• Given records
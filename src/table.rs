//! In-memory `users` table with a fixed-width row layout.
//!
//! Rows are packed back to back into 4 KiB pages. A page is allocated the first
//! time a row lands on it, and the table refuses rows once every page is full.
//! Nothing here is written to disk.

use bytes::{Buf, BufMut, BytesMut};
use thiserror::Error;

pub const ID_SIZE: usize = 8;
pub const USERNAME_SIZE: usize = 32;
pub const EMAIL_SIZE: usize = 255;
pub const ROW_SIZE: usize = ID_SIZE + USERNAME_SIZE + EMAIL_SIZE;

pub const PAGE_SIZE: usize = 4096;
pub const TABLE_MAX_PAGES: usize = 128;
pub const ROWS_PER_PAGE: usize = PAGE_SIZE / ROW_SIZE;
pub const TABLE_MAX_ROWS: usize = ROWS_PER_PAGE * TABLE_MAX_PAGES;

#[derive(Debug, Error, PartialEq, Eq)]
pub enum TableError {
    #[error("no space left in table (max rows: {max_rows})")]
    TableFull { max_rows: usize },
    #[error("{field} is {len} bytes, at most {max} fit")]
    FieldTooLong {
        field: &'static str,
        len: usize,
        max: usize,
    },
    #[error("row needs {size} bytes, got {0}", size = ROW_SIZE)]
    ShortRow(usize),
    #[error("{0} is not valid UTF-8")]
    InvalidUtf8(&'static str),
}

#[derive(Debug, Clone, PartialEq, Eq, Default)]
pub struct Row {
    pub id: u64,
    pub username: String,
    pub email: String,
}

impl Row {
    pub fn new(id: u64, username: impl Into<String>, email: impl Into<String>) -> Self {
        Row {
            id,
            username: username.into(),
            email: email.into(),
        }
    }

    /// Appends exactly `ROW_SIZE` bytes to `buf`: little-endian id, then the
    /// zero-padded username and email fields. Nothing is written on error.
    pub fn serialize(&self, buf: &mut BytesMut) -> Result<(), TableError> {
        check_width("username", &self.username, USERNAME_SIZE)?;
        check_width("email", &self.email, EMAIL_SIZE)?;

        buf.reserve(ROW_SIZE);
        buf.put_u64_le(self.id);
        put_padded(buf, self.username.as_bytes(), USERNAME_SIZE);
        put_padded(buf, self.email.as_bytes(), EMAIL_SIZE);
        Ok(())
    }

    pub fn deserialize(mut buf: &[u8]) -> Result<Self, TableError> {
        if buf.len() < ROW_SIZE {
            return Err(TableError::ShortRow(buf.len()));
        }
        let id = buf.get_u64_le();
        let username = take_padded(&mut buf, USERNAME_SIZE, "username")?;
        let email = take_padded(&mut buf, EMAIL_SIZE, "email")?;
        Ok(Row { id, username, email })
    }
}

fn check_width(field: &'static str, value: &str, max: usize) -> Result<(), TableError> {
    if value.len() > max {
        return Err(TableError::FieldTooLong {
            field,
            len: value.len(),
            max,
        });
    }
    Ok(())
}

fn put_padded(buf: &mut BytesMut, bytes: &[u8], width: usize) {
    buf.put_slice(bytes);
    buf.put_bytes(0, width - bytes.len());
}

fn take_padded(buf: &mut &[u8], width: usize, field: &'static str) -> Result<String, TableError> {
    let data: &[u8] = *buf;
    let (raw, rest) = data.split_at(width);
    *buf = rest;

    let end = raw.iter().position(|&b| b == 0).unwrap_or(width);
    String::from_utf8(raw[..end].to_vec()).map_err(|_| TableError::InvalidUtf8(field))
}

#[derive(Debug)]
pub struct Table {
    pages: Vec<Option<BytesMut>>,
    row_count: usize,
}

impl Default for Table {
    fn default() -> Self {
        Self::new()
    }
}

impl Table {
    pub fn new() -> Self {
        Table {
            pages: vec![None; TABLE_MAX_PAGES],
            row_count: 0,
        }
    }

    pub fn insert(&mut self, row: &Row) -> Result<(), TableError> {
        if self.row_count >= TABLE_MAX_ROWS {
            return Err(TableError::TableFull {
                max_rows: TABLE_MAX_ROWS,
            });
        }

        let page = self.pages[self.row_count / ROWS_PER_PAGE]
            .get_or_insert_with(|| BytesMut::with_capacity(PAGE_SIZE));
        row.serialize(page)?;
        self.row_count += 1;
        Ok(())
    }

    pub fn get(&self, row_number: usize) -> Result<Option<Row>, TableError> {
        if row_number >= self.row_count {
            return Ok(None);
        }
        let Some(page) = &self.pages[row_number / ROWS_PER_PAGE] else {
            return Ok(None);
        };
        let offset = (row_number % ROWS_PER_PAGE) * ROW_SIZE;
        Row::deserialize(&page[offset..offset + ROW_SIZE]).map(Some)
    }

    pub fn len(&self) -> usize {
        self.row_count
    }

    pub fn is_empty(&self) -> bool {
        self.row_count == 0
    }

    /// Pages that have had at least one row written to them.
    pub fn allocated_pages(&self) -> usize {
        self.pages.iter().filter(|p| p.is_some()).count()
    }
}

• What you will do
For the word "offset", show every line of the entries that holds it.

• Task result
        let offset = (row_number % ROWS_PER_PAGE) * ROW_SIZE;
        Row::deserialize(&page[offset..offset + ROW_SIZE]).map(Some)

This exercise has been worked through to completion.